两匹飞驰的马儿,一前一后在黑夜中披星戴月地行进着。
突然,为首的马儿停下了脚步,紧随其后的马儿也随即停下了脚步,坐在后面马匹上的人明显有些疑惑,向前探头问道:
“公子,怎么不走了?离扬州还有些距离。”
顾悲秋拿起水壶拧开灌了一口水,长时间赶路已经让人口渴难耐,他很粗暴地喝了一大口水,部分的水顺着他的喉结淌到了他的脖颈。
“七日之后的亥时在此处会和。”
顾商闻言,急促地问道:
“扬州一行,凶险难测,侯爷已经交代过属下务必确保主子的安全,还请小侯爷不要一意孤行,一定要让我.......”
“驾!”
还不等顾商说完,顾悲秋便头也不回地策马而去。
“小侯爷!”
看着顾悲秋越来越远的背影,顾商只感觉无奈的紧,连侯爷都无法让小侯爷言听计从,那他又有什么办法。
顾悲秋身着漆黑的衣袍奔驰着,恰好与这泼墨般的夜色融为了一体,腰间别着一把很长的佩剑,泛着血色的光。
忽地,一股强风刮来,逼停了顾悲秋正骑着的马。
顾悲秋冷眼看着眼前的状况,忽地言语道:
“起风了。”
三日后的今日--
扬州城内万赌坊门外--
“哼,怎么样,最后还不是要落在本公子的手里。”
宁如初得意的说道,说完不忘回头去看顾悲秋。
顾悲秋的表情还是没有什么变化,目光还是直视着前方,不管宁如初怎么激他,他都是这副爱答不理的摸样。
渐渐地,宁如初也觉得他这人没什么意思,就也不愿意再搭理他。
宁如初抬头看看了还明着的天,觉得时辰还早,毕竟如果这个点回府,肯定会被老头子逮着再训一顿。如果是这样,那还不如他晚些回去,等到老爷子睡着了。
宁如初本正计划着等会去哪打发会儿时间,突然脑子中灵光一闪:
“啊,和好好姐说好今天去看她的,差点忘了,不然下次见肯定又要说我不将她放在心上了。”

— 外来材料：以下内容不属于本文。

use serde::Serialize;

use formbot_core::NAME_MAX_LEN;

// Component and modal discriminators. Lookup is exact and case-sensitive.
pub const OPEN_FORM: &str = "open_form";
pub const SAY_HI: &str = "say_hi";
pub const PREVIEW_LOCAL: &str = "preview_local";
pub const HELP_COMMANDS: &str = "help_commands";
pub const HELP_ENV: &str = "help_env";
pub const HELP_FILES: &str = "help_files";
pub const HELP_RUN: &str = "help_run";
pub const SUBMIT_MODAL: &str = "submit_modal";
pub const NAME_INPUT: &str = "name_input";
pub const MESSAGE_INPUT: &str = "message_input";

/// How many of the earliest records a preview shows.
pub const PREVIEW_LIMIT: usize = 10;
/// Rendered previews longer than this ship as an attachment instead of
/// inline text.
pub const INLINE_PREVIEW_MAX: usize = 1900;

#[derive(Clone, Copy, Debug, PartialEq, Eq, Serialize)]
#[serde(rename_all = "snake_case")]
pub enum ButtonStyle {
    Primary,
    Secondary,
    Success,
}

#[derive(Clone, Debug, PartialEq, Eq, Serialize)]
pub struct Button {
    pub id: String,
    pub label: String,
    pub style: ButtonStyle,
}

impl Button {
    pub fn new(id: impl Into<String>, label: impl Into<String>) -> Self {
        Self { id: id.into(), label: label.into(), style: ButtonStyle::Secondary }
    }

    pub fn style(mut self, style: ButtonStyle) -> Self {
        self.style = style;
        self
    }
}

#[derive(Clone, Debug, PartialEq, Eq, Serialize)]
pub struct PanelField {
    pub name: String,
    pub value: String,
}

/// A structured message panel: title, optional description, accent color,
/// labeled fields, and a row of action buttons.
#[derive(Clone, Debug, PartialEq, Eq, Serialize)]
pub struct Panel {
    pub title: String,
    #[serde(skip_serializing_if = "Option::is_none")]
    pub description: Option<String>,
    pub color: u32,
    pub fields: Vec<PanelField>,
    pub buttons: Vec<Button>,
}

pub struct PanelBuilder {
    panel: Panel,
}

impl PanelBuilder {
    pub fn new(title: impl Into<String>) -> Self {
        Self {
            panel: Panel {
                title: title.into(),
                description: None,
                color: 0,
                fields: Vec::new(),
                buttons: Vec::new(),
            },
        }
    }

    pub fn description(mut self, description: impl Into<String>) -> Self {
        self.panel.description = Some(description.into());
        self
    }

    pub fn color(mut self, color: u32) -> Self {
        self.panel.color = color;
        self
    }

    pub fn field(mut self, name: impl Into<String>, value: impl Into<String>) -> Self {
        self.panel.fields.push(PanelField { name: name.into(), value: value.into() });
        self
    }

    pub fn button(mut self, button: Button) -> Self {
        self.panel.buttons.push(button);
        self
    }

    pub fn build(self) -> Panel {
        self.panel
    }
}

#[derive(Clone, Copy, Debug, PartialEq, Eq, Serialize)]
#[serde(rename_all = "snake_case")]
pub enum InputStyle {
    Short,
    Paragraph,
}

#[derive(Clone, Debug, PartialEq, Eq, Serialize)]
pub struct TextInput {
    pub id: String,
    pub label: String,
    pub style: InputStyle,
    #[serde(skip_serializing_if = "Option::is_none")]
    pub placeholder: Option<String>,
    pub required: bool,
    #[serde(skip_serializing_if = "Option::is_none")]
    pub max_length: Option<u16>,
}

impl TextInput {
    pub fn short(id: impl Into<String>, label: impl Into<String>) -> Self {
        Self::new(id, label, InputStyle::Short)
    }

    pub fn paragraph(id: impl Into<String>, label: impl Into<String>) -> Self {
        Self::new(id, label, InputStyle::Paragraph)
    }

    fn new(id: impl Into<String>, label: impl Into<String>, style: InputStyle) -> Self {
        Self {
            id: id.into(),
            label: label.into(),
            style,
            placeholder: None,
            required: false,
            max_length: None,
        }
    }

    pub fn placeholder(mut self, placeholder: impl Into<String>) -> Self {
        self.placeholder = Some(placeholder.into());
        self
    }

    pub fn required(mut self) -> Self {
        self.required = true;
        self
    }

    pub fn max_length(mut self, max_length: u16) -> Self {
        self.max_length = Some(max_length);
        self
    }
}

/// An input form surfaced to the user; its submission arrives later as a
/// distinct modal-submission event.
#[derive(Clone, Debug, PartialEq, Eq, Serialize)]
pub struct ModalRequest {
    pub id: String,
    pub title: String,
    pub inputs: Vec<TextInput>,
}

#[derive(Clone, Debug, PartialEq, Eq, Serialize)]
pub struct AttachmentPayload {
    pub filename: String,
    pub content: String,
}

#[derive(Clone, Debug, PartialEq, Eq, Serialize)]
#[serde(tag = "type", rename_all = "snake_case")]
pub enum ResponseBody {
    Text { text: String },
    Panel { panel: Panel },
    Attachment { note: String, attachment: AttachmentPayload },
}

/// One outbound reply. `ephemeral` replies are visible only to the invoker.
#[derive(Clone, Debug, PartialEq, Eq, Serialize)]
pub struct Response {
    pub body: ResponseBody,
    pub ephemeral: bool,
}

impl Response {
    pub fn text(text: impl Into<String>) -> Self {
        Self { body: ResponseBody::Text { text: text.into() }, ephemeral: false }
    }

    pub fn ephemeral_text(text: impl Into<String>) -> Self {
        Self { body: ResponseBody::Text { text: text.into() }, ephemeral: true }
    }

    pub fn panel(panel: Panel) -> Self {
        Self { body: ResponseBody::Panel { panel }, ephemeral: false }
    }

    pub fn ephemeral_panel(panel: Panel) -> Self {
        Self { body: ResponseBody::Panel { panel }, ephemeral: true }
    }

    pub fn ephemeral_attachment(
        note: impl Into<String>,
        filename: impl Into<String>,
        content: impl Into<String>,
    ) -> Self {
        Self {
            body: ResponseBody::Attachment {
                note: note.into(),
                attachment: AttachmentPayload {
                    filename: filename.into(),
                    content: content.into(),
                },
            },
            ephemeral: true,
        }
    }
}

pub fn ping_message(latency_ms: i64) -> Response {
    Response::text(format!("Pong! Latency: {latency_ms}ms"))
}

pub fn echo_usage(prefix: &str) -> Response {
    Response::text(format!("Usage: {prefix}echo <text>"))
}

pub fn greeting_message(mention: &str) -> Response {
    Response::ephemeral_text(format!("Hello, {mention}!"))
}

pub fn saved_confirmation() -> Response {
    Response::ephemeral_text("Thanks - your input was received and saved.")
}

pub fn generic_failure() -> Response {
    Response::ephemeral_text("An error occurred.")
}

pub fn menu_panel() -> Panel {
    PanelBuilder::new("Test Menu")
        .description("Press a button below to open the form, say hi, or preview saved submissions.")
        .color(0x5865F2)
        .field("Note", "Submissions are appended to a local file for later review.")
        .button(Button::new(OPEN_FORM, "Open form").style(ButtonStyle::Primary))
        .button(Button::new(SAY_HI, "Say hi").style(ButtonStyle::Success))
        .button(Button::new(PREVIEW_LOCAL, "Preview saved"))
        .build()
}

pub fn help_view_panel() -> Panel {
    PanelBuilder::new("Interactive Help")
        .description(
            "Click a button for commands, environment variables, files, or run instructions.",
        )
        .color(0x1F8B4C)
        .button(Button::new(HELP_COMMANDS, "Commands").style(ButtonStyle::Primary))
        .button(Button::new(HELP_ENV, "Environment"))
        .button(Button::new(HELP_FILES, "Files"))
        .button(Button::new(HELP_RUN, "Run / Deploy").style(ButtonStyle::Success))
        .build()
}

pub fn help_commands_panel(prefix: &str) -> Panel {
    PanelBuilder::new("Bot Commands")
        .color(0x5865F2)
        .field(format!("{prefix}ping"), "Replies with Pong and latency")
        .field(format!("{prefix}echo <text>"), "Echoes provided text")
        .field(format!("{prefix}menu"), "Sends an interactive menu (buttons + modal).")
        .field(format!("{prefix}helpview"), "Sends this interactive help view.")
        .build()
}

pub fn help_env_panel() -> Panel {
    PanelBuilder::new("Environment Variables")
        .color(0xFFD166)
        .field("BOT_TOKEN", "Bot token (required). Use host secrets or formbot.toml locally.")
        .field("BOT_PREFIX", "Command prefix (optional). Default: !")
        .field("FORMBOT_STORE_PATH", "Where submissions are stored. Default: submissions.csv")
        .field("FORMBOT_KEEP_ALIVE_PORT", "Port for the liveness endpoint. Default: 3000")
        .build()
}

pub fn help_files_panel() -> Panel {
    PanelBuilder::new("Project Files")
        .color(0x6AB04C)
        .field("formbot.toml", "Optional config file (env vars win over it)")
        .field("submissions.csv", "Append-only record store, one quoted row per submission")
        .build()
}

pub fn help_run_panel() -> Panel {
    PanelBuilder::new("Run & Deploy")
        .description(
            "Local: export BOT_TOKEN, then cargo run\n\
             Container: set BOT_TOKEN as a secret and run the formbot-server binary\n\
             Liveness probes can poll GET / on the keep-alive port",
        )
        .color(0x2D9CDB)
        .build()
}

/// The one supported input form. Constraints here mirror the form model;
/// the platform enforces them before a submission event is ever delivered.
pub fn submission_form() -> ModalRequest {
    ModalRequest {
        id: SUBMIT_MODAL.to_string(),
        title: "Submit a record".to_string(),
        inputs: vec![
            TextInput::short(NAME_INPUT, "Name")
                .placeholder("Your name")
                .required()
                .max_length(NAME_MAX_LEN as u16),
            TextInput::paragraph(MESSAGE_INPUT, "Message")
                .placeholder("Your message")
                .required(),
        ],
    }
}

/// Render a store preview for delivery.
///
/// Rows are numbered 1-indexed in append order. A rendered preview longer
/// than [`INLINE_PREVIEW_MAX`] ships as a `preview.txt` attachment;
/// otherwise it goes inline, fenced as a literal block. Both forms are
/// ephemeral.
pub fn preview_message(rows: &[String]) -> Response {
    if rows.is_empty() {
        return Response::ephemeral_text("No saved submissions yet.");
    }

    let content = rows
        .iter()
        .enumerate()
        .map(|(index, row)| format!("{}. {row}", index + 1))
        .collect::<Vec<_>>()
        .join("\n");

    let text = format!("Saved submissions (up to {PREVIEW_LIMIT}):\n{content}");
    if text.chars().count() > INLINE_PREVIEW_MAX {
        Response::ephemeral_attachment("Preview attached.", "preview.txt", content)
    } else {
        Response::ephemeral_text(format!("```\n{content}\n```"))
    }
}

说罢,宁如初合起手中正在扇着的扇子,朝着街的一头走去。
走了几步,宁如初像是突然想起来什么,回头看向还站在原地不动的顾悲秋,朗声道:
“你还愣着干嘛,跟上啊。”
顾悲秋冷冷地盯着宁如初,没有要动的意思。
踌躇了片刻,还是大步跟上了宁如初。
宁如初现在不知道的是,他可是坏了顾悲秋的大事,顾悲秋现在只想一刀了结了碍事的他。
顾悲秋跟着宁如初往前走着,他们两人之间还隔着不小的距离。
顾悲秋看着眼前的这个人的背影。
头发高高束起,走路的时候头发总是一甩一甩的,脖颈处白皙的皮肤若隐若现。身着鹅黄色的衣衫,能看出是价值不菲的锦缎,本就白的皮肤,被这亮眼的颜色衬得更加雪白了。腰间挂着的玉佩,成色质地也乃上品,可见家境优渥。再加上其乖张的行事作风,必定是哪家的公子哥,家中长辈社会地位肯定不低。
“麻烦。”
顾悲秋暗自在心中想,他好不容易才进了王家,都说王令刺史溺爱儿子过度,如今做了王勉的贴身侍卫,能近身王令的机会就大了许多,也不易打草惊蛇。
但是,如今有这位宁公子的掺和,一切的计划都落空了,他只能再找个机会潜入王府。
怡红院门外--
“到了!”
宁如初在怡红院的门外台阶下驻足。
顾悲秋看了眼前面的宁如初,又粗略瞄了眼从怡红院大门缝中依稀可见的门中的情状,不禁皱了皱眉头。
宁如初没有在门外停留太久,便抬脚踏上了台阶,走进去。
顾悲秋之前从来没有进过这种地方,他对属于这里的一切人和光顾留恋这里的人都嗤之以鼻。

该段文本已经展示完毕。